Sabo sospirò e si concentrò sulla brulicante piazza del mercato
sottostante, occhieggiando a quell’odioso ma furbo marine in borghese
che li aveva ammanettati assieme nell’attimo in cui lui aveva spostato
la sua attenzione a cercare di salvare Ace da una morte patetica.

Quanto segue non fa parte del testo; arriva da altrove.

use std::sync::Arc;
use std::time::Duration;

use parking_lot::{Mutex, RwLock};
use serde::Serialize;
use tokio::sync::Notify;
use tokio::task::JoinHandle;
use tokio::time::MissedTickBehavior;
use tracing::info;

use crate::ingestion::{Aggregator, CycleReport};

pub const DEFAULT_INTERVAL_MINUTES: u64 = 30;
/// One day
pub const MAX_INTERVAL_MINUTES: u64 = 1440;

/// Snapshot returned by [`AutoFetcher::status`]
#[derive(Debug, Clone, Serialize)]
#[serde(rename_all = "camelCase")]
pub struct FetcherStatus {
    pub is_running: bool,
    /// "active" while a timer exists, "inactive" otherwise
    pub interval: &'static str,
    pub interval_minutes: Option<u64>,
    pub last_cycle: Option<CycleReport>,
}

struct Timer {
    handle: JoinHandle<()>,
    stop: Arc<Notify>,
    interval_minutes: u64,
}

struct Shared {
    aggregator: Arc<Aggregator>,
    cycle_lock: tokio::sync::Mutex<()>,
    last_cycle: RwLock<Option<CycleReport>>,
}

impl Shared {
    async fn run(&self) -> CycleReport {
        let report = self.aggregator.run_cycle().await;
        *self.last_cycle.write() = Some(report.clone());
        report
    }

    /// Timer path: skip if a cycle is already in flight.
    async fn run_tick(&self) {
        match self.cycle_lock.try_lock() {
            Ok(_guard) => {
                self.run().await;
            }
            Err(_) => info!("auto-fetch: previous cycle still running, skipping tick"),
        }
    }

    /// On-demand path: wait for any in-flight cycle, then run.
    async fn run_now(&self) -> CycleReport {
        let _guard = self.cycle_lock.lock().await;
        self.run().await
    }
}

/// Owns the recurring fetch timer. At most one timer exists at a time.
pub struct AutoFetcher {
    shared: Arc<Shared>,
    timer: Mutex<Option<Timer>>,
}

impl AutoFetcher {
    pub fn new(aggregator: Arc<Aggregator>) -> Self {
        Self {
            shared: Arc::new(Shared {
                aggregator,
                cycle_lock: tokio::sync::Mutex::new(()),
                last_cycle: RwLock::new(None),
            }),
            timer: Mutex::new(None),
        }
    }

    /// Start a timer that runs a cycle now and then every `interval_minutes`, clamped to
    /// `1..=MAX_INTERVAL_MINUTES`.
    /// Returns `false` without doing anything when a timer is already active.
    /// Must be called from within a Tokio runtime.
    pub fn start(&self, interval_minutes: u64) -> bool {
        let mut timer = self.timer.lock();
        if timer.is_some() {
            info!("auto-fetch: already running");
            return false;
        }

        let interval_minutes = interval_minutes.clamp(1, MAX_INTERVAL_MINUTES);
        let stop = Arc::new(Notify::new());
        let shared = Arc::clone(&self.shared);
        let stop_signal = Arc::clone(&stop);

        let handle = tokio::spawn(async move {
            let mut ticker = tokio::time::interval(Duration::from_secs(interval_minutes * 60));
            ticker.set_missed_tick_behavior(MissedTickBehavior::Skip);
            loop {
                tokio::select! {
                    _ = stop_signal.notified() => break,
                    _ = ticker.tick() => shared.run_tick().await,
                }
            }
            info!("auto-fetch: timer loop exited");
        });

        info!("auto-fetch: started with {} minute interval", interval_minutes);
        *timer = Some(Timer {
            handle,
            stop,
            interval_minutes,
        });
        true
    }

    /// Cancel the timer. A cycle already running completes first. Returns `false` when idle.
    pub fn stop(&self) -> bool {
        match self.timer.lock().take() {
            Some(timer) => {
                timer.stop.notify_one();
                info!("auto-fetch: stopped");
                true
            }
            None => false,
        }
    }

    pub fn status(&self) -> FetcherStatus {
        let timer = self.timer.lock();
        let interval_minutes = timer.as_ref().map(|t| t.interval_minutes);
        let is_running = timer.as_ref().map_or(false, |t| !t.handle.is_finished());
        FetcherStatus {
            is_running,
            interval: if timer.is_some() { "active" } else { "inactive" },
            interval_minutes,
            last_cycle: self.shared.last_cycle.read().clone(),
        }
    }

    /// Run one cycle now and wait for it.
    pub async fn fetch_now(&self) -> CycleReport {
        self.shared.run_now().await
    }
}

impl Drop for AutoFetcher {
    fn drop(&mut self) {
        if let Some(timer) = self.timer.get_mut().take() {
            timer.stop.notify_one();
        }
    }
}

#[cfg(test)]
mod tests {
    use std::sync::atomic::{AtomicUsize, Ordering};

    use super::*;
    use crate::ingestion::ContentSource;
    use crate::models::{NewContentUpdate, Source};
    use crate::storage::MemoryStore;

    fn fetcher_with(sources: Vec<Arc<dyn ContentSource>>) -> AutoFetcher {
        let aggregator = Aggregator::new(Arc::new(MemoryStore::new()), sources, reqwest::Client::new());
        AutoFetcher::new(Arc::new(aggregator))
    }

    fn fetcher() -> AutoFetcher {
        fetcher_with(Vec::new())
    }

    /// Live fetch that parks until released, counting how often it was entered.
    #[derive(Default)]
    struct GatedSource {
        calls: AtomicUsize,
        entered: Notify,
        release: Notify,
    }

    #[async_trait::async_trait]
    impl ContentSource for GatedSource {
        fn source(&self) -> Source {
            Source::Blog
        }

        async fn fetch_live(&self, _client: &reqwest::Client) -> anyhow::Result<Vec<NewContentUpdate>> {
            self.calls.fetch_add(1, Ordering::SeqCst);
            self.entered.notify_one();
            self.release.notified().await;
            Ok(Vec::new())
        }

        fn fallback(&self) -> Vec<NewContentUpdate> {
            Vec::new()
        }
    }

    #[tokio::test]
    async fn start_twice_keeps_one_timer() {
        let fetcher = fetcher();
        assert!(fetcher.start(30));
        assert!(!fetcher.start(5));

        let status = fetcher.status();
        assert!(status.is_running);
        assert_eq!(status.interval, "active");
        assert_eq!(status.interval_minutes, Some(30));

        assert!(fetcher.stop());
    }

    #[tokio::test]
    async fn stop_without_timer_is_a_noop() {
        let fetcher = fetcher();
        assert!(!fetcher.stop());

        let status = fetcher.status();
        assert!(!status.is_running);
        assert_eq!(status.interval, "inactive");
        assert_eq!(status.interval_minutes, None);
    }

    #[tokio::test]
    async fn fetch_now_records_last_cycle() {
        let fetcher = fetcher();
        assert!(fetcher.status().last_cycle.is_none());

        let report = fetcher.fetch_now().await;
        assert_eq!(report.inserted, 0);
        assert!(fetcher.status().last_cycle.is_some());
    }

    #[tokio::test]
    async fn restart_after_stop_is_allowed() {
        let fetcher = fetcher();
        assert!(fetcher.start(1));
        assert!(fetcher.stop());
        assert!(fetcher.start(2));
        assert_eq!(fetcher.status().interval_minutes, Some(2));
        fetcher.stop();
    }

    #[tokio::test]
    async fn oversized_interval_is_clamped() {
        let fetcher = fetcher();
        assert!(fetcher.start(u64::MAX));
        assert_eq!(fetcher.status().interval_minutes, Some(MAX_INTERVAL_MINUTES));
        fetcher.stop();

        assert!(fetcher.start(0));
        assert_eq!(fetcher.status().interval_minutes, Some(1));
        fetcher.stop();
    }

    #[tokio::test]
    async fn tick_skips_while_cycle_in_flight_and_fetch_now_waits() {
        let gate = Arc::new(GatedSource::default());
        let fetcher = Arc::new(fetcher_with(vec![gate.clone() as Arc<dyn ContentSource>]));

        let first = tokio::spawn({
            let fetcher = Arc::clone(&fetcher);
            async move { fetcher.fetch_now().await }
        });
        gate.entered.notified().await;

        // the timer path gives up immediately instead of queueing
        fetcher.shared.run_tick().await;
        assert_eq!(gate.calls.load(Ordering::SeqCst), 1);

        let mut manual = tokio::spawn({
            let fetcher = Arc::clone(&fetcher);
            async move { fetcher.fetch_now().await }
        });
        assert!(tokio::time::timeout(Duration::from_millis(50), &mut manual).await.is_err());
        assert_eq!(gate.calls.load(Ordering::SeqCst), 1);

        gate.release.notify_one();
        first.await.unwrap();

        gate.entered.notified().await;
        assert_eq!(gate.calls.load(Ordering::SeqCst), 2);
        gate.release.notify_one();
        manual.await.unwrap();
        assert!(fetcher.status().last_cycle.is_some());
    }
}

A parte che si sarebbe potuto evitare il tutto se le manette fossero state davvero
di ferro e non di kairoseki. La catena che collegava la mano sinistra di Sabo
alla destra di Ace sbatteva violentemente contro il tetto di cemento in cui
si erano rifugiati mentre un intero esercito di marine setacciava la città
cercandoli. Normalmente non avrebbero costituito una grande sfida; in coppia,
loro due potevano spazzare via un numero simile in un attimo. Ma con la kairoseki
che lo indeboliva Ace non sarebbe stato altro che un pezzo di carne inutile
durante una lotta, buono solo a limitare i movimenti del braccio di Sabo.
Perché Ace avesse scelto un’isola sotto il controllo della marina
per incontrarlo era incomprensibile per lui.
“Sabo,” mormorò l’altro, tirando su con il naso con
fare pietoso vicino al suo orecchio. “Ho un po’ freddo.”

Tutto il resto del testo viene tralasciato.